Run cell-based matching

This takes as set of input metadetect catalogs and runs matching using the cell-based ShearMatch matcher.

Standard imports

[1]:

import hpmcm
import glob
import os
import numpy as np
import matplotlib.pyplot as plt

Set up the configuration

[2]:

DATADIR = "test_data"   # Input data directory
shear_st = "0p01"       # Applied shear as a string
shear = 0.01            # Decimal version of applied shear
shear_type = "wmom"     # which object characterization to use
tract = 10463           # which tract to study

SOURCE_TABLEFILES = sorted(glob.glob(os.path.join(DATADIR, f"shear_{shear_type}_{shear_st}_uncleaned_{tract}_*.pq")))
SOURCE_TABLEFILES.reverse()
VISIT_IDS = np.arange(len(SOURCE_TABLEFILES))

PIXEL_R2CUT = 4.         # Cut at distance**2 = 4 pixels
PIXEL_MATCH_SCALE = 1    # Use pixel scale to do matching

Make the matcher, reduce the data

[3]:

matcher = hpmcm.ShearMatch.createShearMatch(pixelR2Cut=PIXEL_R2CUT, pixelMatchScale=PIXEL_MATCH_SCALE, deshear=-1*shear)

[4]:

matcher.reduceData(SOURCE_TABLEFILES, VISIT_IDS)

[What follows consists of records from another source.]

//! Health estimates for a vessel design

use crate::config::HealthSettings;
use crate::effect::HealthEffect;
use crate::factor::{CrewContext, FactorRegistry};
use crate::roster::Roster;
use crate::types::{EstimateOptions, EvaluationMode};
use crate::vessel::Vessel;
use serde::{Deserialize, Serialize};
use std::fmt;
use tracing::warn;

/// Forecast for one crew member of the design
#[derive(Debug, Clone, PartialEq, Serialize, Deserialize)]
pub struct CrewEstimate {
    pub name: String,
    pub max_hp: f64,
    /// HP/day starting from full health
    pub change_per_day: f64,
    pub balance_hp: Option<f64>,
    /// Days until the crew member becomes exhausted
    pub time_to_next_condition: Option<f64>,
    /// Days of training needed for the design's equipment
    pub training_time: Option<f64>,
}

/// Vessel-wide figures of the design
#[derive(Debug, Clone, PartialEq, Serialize, Deserialize)]
pub struct VesselSummary {
    pub space: f64,
    pub recuperation: f64,
    pub shielding: f64,
    pub exposure: f64,
    pub shelter_exposure: f64,
}

impl From<&HealthEffect> for VesselSummary {
    fn from(effect: &HealthEffect) -> Self {
        VesselSummary {
            space: effect.space,
            recuperation: effect.effective_recuperation(),
            shielding: effect.shielding,
            exposure: effect.vessel_exposure,
            shelter_exposure: effect.shelter_exposure,
        }
    }
}

#[derive(Debug, Clone, PartialEq, Serialize, Deserialize)]
pub struct HealthReport {
    pub vessel: String,
    pub crew: Vec<CrewEstimate>,
    pub summary: VesselSummary,
}

/// Estimate how the design's crew would fare, starting from full health
///
/// Works on detached copies, so the roster is left untouched. Crew on the
/// design that the roster does not know are skipped.
pub fn estimate_vessel(
    design: &Vessel,
    roster: &Roster,
    factors: &FactorRegistry,
    options: EstimateOptions,
    settings: &HealthSettings,
) -> HealthReport {
    let mode = EvaluationMode::Estimate(options);
    let ctx = CrewContext::estimate(mode, design);
    let training_modules = design.training_modules();

    let mut crew = Vec::new();
    for id in design.crew() {
        let Some(mut state) = roster.snapshot(id) else {
            warn!("{} is aboard {} but not on the roster.", id, design.name);
            continue;
        };
        state.set_hp(state.max_hp());
        let part = design.part_of(id).map(|p| p.id);
        let effect = HealthEffect::for_crew(design, part, mode);
        let change = state.evaluate(&ctx, factors, &effect, settings);
        let training_time = if options.training_enabled && settings.training.enabled {
            state.training_time(&training_modules, settings)
        } else {
            None
        };
        crew.push(CrewEstimate {
            name: state.name.clone(),
            max_hp: state.max_hp(),
            change_per_day: state.hp_change_per_day(&change),
            balance_hp: state.balance_hp(&change),
            time_to_next_condition: state.time_to_next_condition(&change, settings),
            training_time,
        });
    }

    HealthReport {
        vessel: design.name.clone(),
        crew,
        summary: VesselSummary::from(&HealthEffect::for_vessel(design, mode)),
    }
}

impl HealthReport {
    pub fn to_json(&self) -> Result<String, serde_json::Error> {
        serde_json::to_string_pretty(self)
    }
}

fn days(value: Option<f64>) -> String {
    value.map_or_else(|| "-".to_string(), |d| format!("{:.1} d", d))
}

impl fmt::Display for HealthReport {
    fn fmt(&self, f: &mut fmt::Formatter<'_>) -> fmt::Result {
        writeln!(f, "=== {} ===", self.vessel)?;
        writeln!(
            f,
            "Space: {:.1}  Recuperation: {:.1}%  Shielding: {:.1}  Exposure: {:.0}% (shelter {:.0}%)",
            self.summary.space,
            self.summary.recuperation,
            self.summary.shielding,
            self.summary.exposure * 100.0,
            self.summary.shelter_exposure * 100.0
        )?;
        for crew in &self.crew {
            writeln!(
                f,
                "  {:<16} {:>7.2} HP/day  balance {:>6}  exhausted in {:>8}  training {:>8}",
                crew.name,
                crew.change_per_day,
                crew.balance_hp.map_or_else(|| "-".to_string(), |hp| format!("{:.1}", hp)),
                days(crew.time_to_next_condition),
                days(crew.training_time)
            )?;
        }
        Ok(())
    }
}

This should have made 200 x 200 cells

[5]:

matcher.n_cell

[5]:

array([200., 200.])

Run the data

Note the option to run all the cells. By default we only run a small subset for testing

[6]:

do_partial = True
if do_partial:
    x_range = range(50, 70)
    y_range = range(170, 190)
    #xRange = [55]
    #yRange = [170]
    matcher.analysisLoop(x_range, y_range)
else:
    matcher.analysisLoop()

 50!
......... 60!
......... Done!

Show the source counts map for a single cell

The x and y axes here are the in the cell frame. The color scale shows the number of sources per/pixel. The analysis looks for clusters of adjacent pixels with counts.

[7]:

cell = matcher.cell_dict[matcher.getCellIdx(50, 170)]
od = cell.analyze(None, 4)
_ = plt.imshow(od['counts_map'], origin='lower')
_ = plt.colorbar(label="n sources / pixel")
_ = plt.xlabel(r"$x_{\rm cell}$ [pixels]")
_ = plt.ylabel(r"$y_{\rm cell}$ [pixels]")

Show a single cluster

The x and y axes here are the in the cluster frame for a single cluster. The color scale shows the number of sources per/pixel.

The x markers are the original source postions. The o makters are the deshear positions.

[8]:

cluster = list(cell.cluster_dict.values())[0]
fig = hpmcm.viz_utils.showCluster(od['image'], cluster, cell)
_ = fig.axes[0].set_xlim(-1, 1)
_ = fig.axes[0].set_ylim(0, 2)
_ = fig.axes[0].set_xlabel(r"$x_{\rm cluster}$ [pixels]")
_ = fig.axes[0].set_ylabel(r"$y_{\rm cluster}$ [pixels]")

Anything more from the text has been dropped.